Objective: The study investigated the protective effect of Tanshinone IIA sodium sulfonate (TSS) on lipopolysaccharide (LPS)-induced acute lung injury (ALI), and the underlying mechanisms. Methods: Male C57/black mice were subjected to LPS (10 mg/kg, i.p.) administration to induce acute lung injury. Half an hour before LPS injection, mice were pretreated with TSS (30 mg/kg, i.p.). One hour, six and twelve hours later, mice were sacrificed. Lung edema and inflammatory cell infiltration were observed.
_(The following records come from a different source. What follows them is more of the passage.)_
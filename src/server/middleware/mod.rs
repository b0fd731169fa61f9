pub mod auth;
pub mod project;

#[cfg(test)]
mod test;
use sea_orm::entity::prelude::*;

#[derive(Clone, Debug, PartialEq, DeriveEntityModel)]
#[sea_orm(table_name = "comment")]
pub struct Model {
    #[sea_orm(primary_key)]
    pub id: i32,
    pub post_id: i32,
    pub user_id: i32,
    #[sea_orm(column_type = "Text")]
    pub comment_text: String,
    pub date_commented: DateTimeUtc,
    /// Soft-deletion flag; deactivated comments keep their row.
    pub active: bool,
    pub deactivated_by_id: Option<i32>,
    pub deactivated_on: Option<DateTimeUtc>,
}

#[derive(Copy, Clone, Debug, EnumIter, DeriveRelation)]
pub enum Relation {
    #[sea_orm(
        belongs_to = "super::post::Entity",
        from = "Column::PostId",
        to = "super::post::Column::Id"
    )]
    Post,
    #[sea_orm(
        belongs_to = "super::user::Entity",
        from = "Column::UserId",
        to = "super::user::Column::Id"
    )]
    User,
    #[sea_orm(has_many = "super::thank::Entity")]
    Thank,
    #[sea_orm(has_many = "super::activity::Entity")]
    Activity,
}

impl Related<super::post::Entity> for Entity {
    fn to() -> RelationDef {
        Relation::Post.def()
    }
}

impl Related<super::user::Entity> for Entity {
    fn to() -> RelationDef {
        Relation::User.def()
    }
}

impl Related<super::thank::Entity> for Entity {
    fn to() -> RelationDef {
        Relation::Thank.def()
    }
}

impl Related<super::activity::Entity> for Entity {
    fn to() -> RelationDef {
        Relation::Activity.def()
    }
}

impl ActiveModelBehavior for ActiveModel {}
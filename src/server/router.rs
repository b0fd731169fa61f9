use axum::routing::{delete, get, post};
use axum::Router;

use crate::server::controller::{auth, comment, project};
use crate::server::state::AppState;

pub fn router() -> Router<AppState> {
    Router::new()
        .route(
            "/api/posts/{post_id}/comments",
            get(comment::find_for_post).post(comment::create),
        )
        .route("/api/comments/{comment_id}/thank", post(comment::thank))
        .route("/api/comments/{comment_id}", delete(comment::destroy))
        .route("/api/projects/{project_id}", get(project::find))
        .route("/api/user", get(auth::get_user))
        .route("/noo/hook/comment", post(comment::create_from_email))
        .route("/noo/login/{provider}", get(auth::login))
        .route("/noo/login/{provider}/oauth", get(auth::callback))
        .route("/noo/logout", get(auth::logout))
        .route("/admin/login", get(auth::admin_login))
        .route("/admin/login/oauth", get(auth::admin_callback))
}
use sea_orm::{ColumnTrait, ConnectionTrait, DbErr, EntityTrait, PaginatorTrait, QueryFilter};

pub struct ProjectRepository<'a, C: ConnectionTrait> {
    conn: &'a C,
}

impl<'a, C: ConnectionTrait> ProjectRepository<'a, C> {
    pub fn new(conn: &'a C) -> Self {
        Self { conn }
    }

    pub async fn find_by_id(&self, id: i32) -> Result<Option<entity::project::Model>, DbErr> {
        entity::prelude::Project::find_by_id(id).one(self.conn).await
    }

    pub async fn contributor_exists(
        &self,
        project_id: i32,
        user_id: i32,
    ) -> Result<bool, DbErr> {
        let count = entity::prelude::ProjectMembership::find()
            .filter(entity::project_membership::Column::ProjectId.eq(project_id))
            .filter(entity::project_membership::Column::UserId.eq(user_id))
            .count(self.conn)
            .await?;
        Ok(count > 0)
    }

    pub async fn community_member_exists(
        &self,
        community_id: i32,
        user_id: i32,
    ) -> Result<bool, DbErr> {
        let count = entity::prelude::CommunityMembership::find()
            .filter(entity::community_membership::Column::CommunityId.eq(community_id))
            .filter(entity::community_membership::Column::UserId.eq(user_id))
            .count(self.conn)
            .await?;
        Ok(count > 0)
    }
}
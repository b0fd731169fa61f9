use sea_orm_migration::{prelude::*, schema::*};

use super::{
    m20250815_000001_create_user_table::User, m20250815_000002_create_post_table::Post,
};

#[derive(DeriveMigrationName)]
pub struct Migration;

#[async_trait::async_trait]
impl MigrationTrait for Migration {
    async fn up(&self, manager: &SchemaManager) -> Result<(), DbErr> {
        manager
            .create_table(
                Table::create()
                    .table(Follower::Table)
                    .if_not_exists()
                    .col(pk_auto(Follower::Id))
                    .col(integer(Follower::PostId))
                    .col(integer(Follower::UserId))
                    .col(integer_null(Follower::AddedById))
                    .col(
                        timestamp(Follower::DateAdded)
                            .default(Expr::current_timestamp())
                            .not_null(),
                    )
                    .foreign_key(
                        ForeignKey::create()
                            .name("fk_follower_post_id")
                            .from(Follower::Table, Follower::PostId)
                            .to(Post::Table, Post::Id)
                            .on_delete(ForeignKeyAction::Cascade)
                            .on_update(ForeignKeyAction::Cascade),
                    )
                    .foreign_key(
                        ForeignKey::create()
                            .name("fk_follower_user_id")
                            .from(Follower::Table, Follower::UserId)
                            .to(User::Table, User::Id)
                            .on_delete(ForeignKeyAction::Cascade)
                            .on_update(ForeignKeyAction::Cascade),
                    )
                    .to_owned(),
            )
            .await?;

        manager
            .create_index(
                Index::create()
                    .name("idx_follower_post_user")
                    .table(Follower::Table)
                    .col(Follower::PostId)
                    .col(Follower::UserId)
                    .unique()
                    .to_owned(),
            )
            .await
    }

    async fn down(&self, manager: &SchemaManager) -> Result<(), DbErr> {
        manager
            .drop_table(Table::drop().table(Follower::Table).to_owned())
            .await
    }
}

#[derive(DeriveIden)]
pub enum Follower {
    Table,
    Id,
    PostId,
    UserId,
    AddedById,
    DateAdded,
}
use chrono::Utc;
use sea_orm::{
    ActiveModelTrait, ActiveValue, ColumnTrait, ConnectionTrait, DbErr, EntityTrait,
    IntoActiveModel, PaginatorTrait, QueryFilter, QueryOrder,
};

use crate::server::model::comment::CreateCommentParams;

pub struct CommentRepository<'a, C: ConnectionTrait> {
    conn: &'a C,
}

impl<'a, C: ConnectionTrait> CommentRepository<'a, C> {
    pub fn new(conn: &'a C) -> Self {
        Self { conn }
    }

    pub async fn create(
        &self,
        params: CreateCommentParams,
    ) -> Result<entity::comment::Model, DbErr> {
        entity::comment::ActiveModel {
            post_id: ActiveValue::Set(params.post_id),
            user_id: ActiveValue::Set(params.user_id),
            comment_text: ActiveValue::Set(params.comment_text),
            date_commented: ActiveValue::Set(params.date_commented),
            active: ActiveValue::Set(true),
            deactivated_by_id: ActiveValue::Set(None),
            deactivated_on: ActiveValue::Set(None),
            ..Default::default()
        }
        .insert(self.conn)
        .await
    }

    pub async fn find_by_id(&self, id: i32) -> Result<Option<entity::comment::Model>, DbErr> {
        entity::prelude::Comment::find_by_id(id).one(self.conn).await
    }

    /// Active comments on a post with their authors, in ascending id
    /// order.
    pub async fn find_active_by_post(
        &self,
        post_id: i32,
    ) -> Result<Vec<(entity::comment::Model, Option<entity::user::Model>)>, DbErr> {
        entity::prelude::Comment::find()
            .filter(entity::comment::Column::PostId.eq(post_id))
            .filter(entity::comment::Column::Active.eq(true))
            .order_by_asc(entity::comment::Column::Id)
            .find_also_related(entity::prelude::User)
            .all(self.conn)
            .await
    }

    pub async fn count_active_by_post(&self, post_id: i32) -> Result<u64, DbErr> {
        entity::prelude::Comment::find()
            .filter(entity::comment::Column::PostId.eq(post_id))
            .filter(entity::comment::Column::Active.eq(true))
            .count(self.conn)
            .await
    }

    /// Marks a comment inactive, recording who retracted it and when.
    pub async fn deactivate(
        &self,
        comment: entity::comment::Model,
        deactivated_by_id: i32,
    ) -> Result<entity::comment::Model, DbErr> {
        let mut active_comment = comment.into_active_model();
        active_comment.active = ActiveValue::Set(false);
        active_comment.deactivated_by_id = ActiveValue::Set(Some(deactivated_by_id));
        active_comment.deactivated_on = ActiveValue::Set(Some(Utc::now()));
        active_comment.update(self.conn).await
    }
}
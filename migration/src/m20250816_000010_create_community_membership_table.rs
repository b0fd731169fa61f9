use sea_orm_migration::{prelude::*, schema::*};

use super::{
    m20250815_000001_create_user_table::User, m20250816_000007_create_community_table::Community,
};

#[derive(DeriveMigrationName)]
pub struct Migration;

#[async_trait::async_trait]
impl MigrationTrait for Migration {
    async fn up(&self, manager: &SchemaManager) -> Result<(), DbErr> {
        manager
            .create_table(
                Table::create()
                    .table(CommunityMembership::Table)
                    .if_not_exists()
                    .col(pk_auto(CommunityMembership::Id))
                    .col(integer(CommunityMembership::CommunityId))
                    .col(integer(CommunityMembership::UserId))
                    .col(
                        timestamp(CommunityMembership::CreatedAt)
                            .default(Expr::current_timestamp())
                            .not_null(),
                    )
                    .foreign_key(
                        ForeignKey::create()
                            .name("fk_community_membership_community_id")
                            .from(CommunityMembership::Table, CommunityMembership::CommunityId)
                            .to(Community::Table, Community::Id)
                            .on_delete(ForeignKeyAction::Cascade)
                            .on_update(ForeignKeyAction::Cascade),
                    )
                    .foreign_key(
                        ForeignKey::create()
                            .name("fk_community_membership_user_id")
                            .from(CommunityMembership::Table, CommunityMembership::UserId)
                            .to(User::Table, User::Id)
                            .on_delete(ForeignKeyAction::Cascade)
                            .on_update(ForeignKeyAction::Cascade),
                    )
                    .to_owned(),
            )
            .await?;

        manager
            .create_index(
                Index::create()
                    .name("idx_community_membership_community_user")
                    .table(CommunityMembership::Table)
                    .col(CommunityMembership::CommunityId)
                    .col(CommunityMembership::UserId)
                    .unique()
                    .to_owned(),
            )
            .await
    }

    async fn down(&self, manager: &SchemaManager) -> Result<(), DbErr> {
        manager
            .drop_table(Table::drop().table(CommunityMembership::Table).to_owned())
            .await
    }
}

#[derive(DeriveIden)]
pub enum CommunityMembership {
    Table,
    Id,
    CommunityId,
    UserId,
    CreatedAt,
}
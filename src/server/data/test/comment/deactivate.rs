use sea_orm::DbErr;
use test_utils::builder::TestBuilder;
use test_utils::factory;

use crate::server::data::comment::CommentRepository;

#[tokio::test]
async fn marks_comment_inactive_with_audit_fields() -> Result<(), DbErr> {
    let test = TestBuilder::new().with_comment_tables().build().await.unwrap();
    let db = test.db.as_ref().unwrap();

    let (author, _post, comment) = factory::helpers::create_comment_with_dependencies(db).await?;
    let moderator = factory::create_user(db).await?;
    let original_text = comment.comment_text.clone();
    assert_ne!(moderator.id, author.id);

    let deactivated = CommentRepository::new(db)
        .deactivate(comment, moderator.id)
        .await
        .unwrap();

    assert!(!deactivated.active);
    assert_eq!(deactivated.deactivated_by_id, Some(moderator.id));
    assert!(deactivated.deactivated_on.is_some());
    // the text is retained for the audit trail
    assert_eq!(deactivated.comment_text, original_text);

    Ok(())
}
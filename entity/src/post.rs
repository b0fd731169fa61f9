use sea_orm::entity::prelude::*;

#[derive(Clone, Debug, PartialEq, DeriveEntityModel)]
#[sea_orm(table_name = "post")]
pub struct Model {
    #[sea_orm(primary_key)]
    pub id: i32,
    pub user_id: i32,
    pub name: String,
    /// Denormalized count of active comments, maintained by the comment service.
    pub num_comments: i32,
    pub last_updated: DateTimeUtc,
    pub created_at: DateTimeUtc,
}

#[derive(Copy, Clone, Debug, EnumIter, DeriveRelation)]
pub enum Relation {
    #[sea_orm(
        belongs_to = "super::user::Entity",
        from = "Column::UserId",
        to = "super::user::Column::Id"
    )]
    User,
    #[sea_orm(has_many = "super::comment::Entity")]
    Comment,
    #[sea_orm(has_many = "super::follower::Entity")]
    Follower,
}

impl Related<super::user::Entity> for Entity {
    fn to() -> RelationDef {
        Relation::User.def()
    }
}

impl Related<super::comment::Entity> for Entity {
    fn to() -> RelationDef {
        Relation::Comment.def()
    }
}

impl Related<super::follower::Entity> for Entity {
    fn to() -> RelationDef {
        Relation::Follower.def()
    }
}

impl ActiveModelBehavior for ActiveModel {}
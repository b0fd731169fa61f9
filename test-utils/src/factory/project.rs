//! Project factory for creating test project entities.

use crate::factory::helpers::next_id;
use chrono::{DateTime, Utc};
use sea_orm::{ActiveModelTrait, ActiveValue, DatabaseConnection, DbErr};

/// Factory for creating test projects with customizable fields.
///
/// Defaults produce an unpublished (draft), non-public project. Use
/// `published_at` and `public` to exercise the other policy branches.
pub struct ProjectFactory<'a> {
    db: &'a DatabaseConnection,
    user_id: i32,
    community_id: i32,
    title: String,
    public: bool,
    published_at: Option<DateTime<Utc>>,
}

impl<'a> ProjectFactory<'a> {
    /// Creates a new ProjectFactory with default values.
    ///
    /// Defaults:
    /// - title: `"Project {id}"` where id is auto-incremented
    /// - public: `false`
    /// - published_at: `None` (draft)
    ///
    /// # Arguments
    /// - `db` - Database connection for inserting the entity
    /// - `user_id` - Creator of the project (must exist)
    /// - `community_id` - Community the project belongs to (must exist)
    pub fn new(db: &'a DatabaseConnection, user_id: i32, community_id: i32) -> Self {
        let id = next_id();
        Self {
            db,
            user_id,
            community_id,
            title: format!("Project {}", id),
            public: false,
            published_at: None,
        }
    }

    /// Sets the project title.
    pub fn title(mut self, title: impl Into<String>) -> Self {
        self.title = title.into();
        self
    }

    /// Sets whether the project is publicly visible once published.
    pub fn public(mut self, public: bool) -> Self {
        self.public = public;
        self
    }

    /// Sets the publication timestamp; `Some` takes the project out of draft.
    pub fn published_at(mut self, published_at: Option<DateTime<Utc>>) -> Self {
        self.published_at = published_at;
        self
    }

    /// Builds and inserts the project entity into the database.
    ///
    /// # Returns
    /// - `Ok(entity::project::Model)` - Created project entity
    /// - `Err(DbErr)` - Database error during insert
    pub async fn build(self) -> Result<entity::project::Model, DbErr> {
        entity::project::ActiveModel {
            user_id: ActiveValue::Set(self.user_id),
            community_id: ActiveValue::Set(self.community_id),
            title: ActiveValue::Set(self.title),
            public: ActiveValue::Set(self.public),
            published_at: ActiveValue::Set(self.published_at),
            created_at: ActiveValue::Set(Utc::now()),
            ..Default::default()
        }
        .insert(self.db)
        .await
    }
}

/// Creates a draft project with default values.
///
/// Shorthand for `ProjectFactory::new(db, user_id, community_id).build().await`.
pub async fn create_project(
    db: &DatabaseConnection,
    user_id: i32,
    community_id: i32,
) -> Result<entity::project::Model, DbErr> {
    ProjectFactory::new(db, user_id, community_id).build().await
}
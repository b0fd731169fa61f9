use sea_orm::DbErr;
use test_utils::builder::TestBuilder;
use test_utils::factory;

use crate::server::data::user::UserRepository;
use crate::server::model::user::UpsertUserParams;

#[tokio::test]
async fn inserts_a_new_user_by_email() -> Result<(), DbErr> {
    let test = TestBuilder::new().with_comment_tables().build().await.unwrap();
    let db = test.db.as_ref().unwrap();

    let user = UserRepository::new(db)
        .upsert(UpsertUserParams {
            name: String::from("Ada"),
            email: String::from("ada@example.com"),
            avatar_url: Some(String::from("https://example.com/ada.png")),
        })
        .await
        .unwrap();

    assert_eq!(user.name, "Ada");
    assert_eq!(user.email, "ada@example.com");
    assert_eq!(user.new_notification_count, 0);

    Ok(())
}

#[tokio::test]
async fn refreshes_profile_for_a_known_email() -> Result<(), DbErr> {
    let test = TestBuilder::new().with_comment_tables().build().await.unwrap();
    let db = test.db.as_ref().unwrap();

    let existing = factory::user::UserFactory::new(db)
        .name("Old Name")
        .email("ada@example.com")
        .new_notification_count(3)
        .build()
        .await?;

    let user = UserRepository::new(db)
        .upsert(UpsertUserParams {
            name: String::from("New Name"),
            email: String::from("ada@example.com"),
            avatar_url: Some(String::from("https://example.com/new.png")),
        })
        .await
        .unwrap();

    assert_eq!(user.id, existing.id);
    assert_eq!(user.name, "New Name");
    assert_eq!(user.avatar_url.as_deref(), Some("https://example.com/new.png"));
    // unread notifications survive a fresh login
    assert_eq!(user.new_notification_count, 3);

    Ok(())
}
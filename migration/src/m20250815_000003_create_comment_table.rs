use sea_orm_migration::{prelude::*, schema::*};

use super::{
    m20250815_000001_create_user_table::User, m20250815_000002_create_post_table::Post,
};

#[derive(DeriveMigrationName)]
pub struct Migration;

#[async_trait::async_trait]
impl MigrationTrait for Migration {
    async fn up(&self, manager: &SchemaManager) -> Result<(), DbErr> {
        manager
            .create_table(
                Table::create()
                    .table(Comment::Table)
                    .if_not_exists()
                    .col(pk_auto(Comment::Id))
                    .col(integer(Comment::PostId))
                    .col(integer(Comment::UserId))
                    .col(text(Comment::CommentText))
                    .col(timestamp(Comment::DateCommented))
                    .col(boolean(Comment::Active).default(true))
                    .col(integer_null(Comment::DeactivatedById))
                    .col(timestamp_null(Comment::DeactivatedOn))
                    .foreign_key(
                        ForeignKey::create()
                            .name("fk_comment_post_id")
                            .from(Comment::Table, Comment::PostId)
                            .to(Post::Table, Post::Id)
                            .on_delete(ForeignKeyAction::Cascade)
                            .on_update(ForeignKeyAction::Cascade),
                    )
                    .foreign_key(
                        ForeignKey::create()
                            .name("fk_comment_user_id")
                            .from(Comment::Table, Comment::UserId)
                            .to(User::Table, User::Id)
                            .on_delete(ForeignKeyAction::Cascade)
                            .on_update(ForeignKeyAction::Cascade),
                    )
                    .to_owned(),
            )
            .await
    }

    async fn down(&self, manager: &SchemaManager) -> Result<(), DbErr> {
        manager
            .drop_table(Table::drop().table(Comment::Table).to_owned())
            .await
    }
}

#[derive(DeriveIden)]
pub enum Comment {
    Table,
    Id,
    PostId,
    UserId,
    CommentText,
    DateCommented,
    Active,
    DeactivatedById,
    DeactivatedOn,
}
use sea_orm::entity::prelude::*;

#[derive(Clone, Debug, PartialEq, DeriveEntityModel)]
#[sea_orm(table_name = "community_membership")]
pub struct Model {
    #[sea_orm(primary_key)]
    pub id: i32,
    pub community_id: i32,
    pub user_id: i32,
    pub created_at: DateTimeUtc,
}

#[derive(Copy, Clone, Debug, EnumIter, DeriveRelation)]
pub enum Relation {
    #[sea_orm(
        belongs_to = "super::community::Entity",
        from = "Column::CommunityId",
        to = "super::community::Column::Id"
    )]
    Community,
    #[sea_orm(
        belongs_to = "super::user::Entity",
        from = "Column::UserId",
        to = "super::user::Column::Id"
    )]
    User,
}

impl Related<super::community::Entity> for Entity {
    fn to() -> RelationDef {
        Relation::Community.def()
    }
}

impl Related<super::user::Entity> for Entity {
    fn to() -> RelationDef {
        Relation::User.def()
    }
}

impl ActiveModelBehavior for ActiveModel {}
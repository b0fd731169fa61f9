pub mod activity;
pub mod comment;
pub mod job;
pub mod user;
Expression of pro-inflammatory factors (TNF alpha, IL-1 beta, IL-6) were measured by RT-PCR and ELISA in lung tissues. Markers of autophagy including LC3 and Beclin-1 expression were determined by RT-PCR and Western blot. Number of autophagosomes was observed by electron microscope. Results: Our results showed that TSS did not ameliorate the LPS-induced lung edema, but significantly reduced pro-inflammatory cell infiltration. LPS increased mRNA and protein expression of inflammatory factors (TNF alpha, IL-1 beta, IL-6) at all observed time. TSS markedly reduced the protein expression of IL-6 but not TNF alpha and IL-1 beta. In addition, LPS increased tissue autophagic levels (expression of Beclin-1, LC3 and number of autophagosomes) and TSS treatment further increased the autophagic levels. Conclusion: TSS exerts certain anti-inflammation and enhancing autophagy effects in LPS-induced ALI.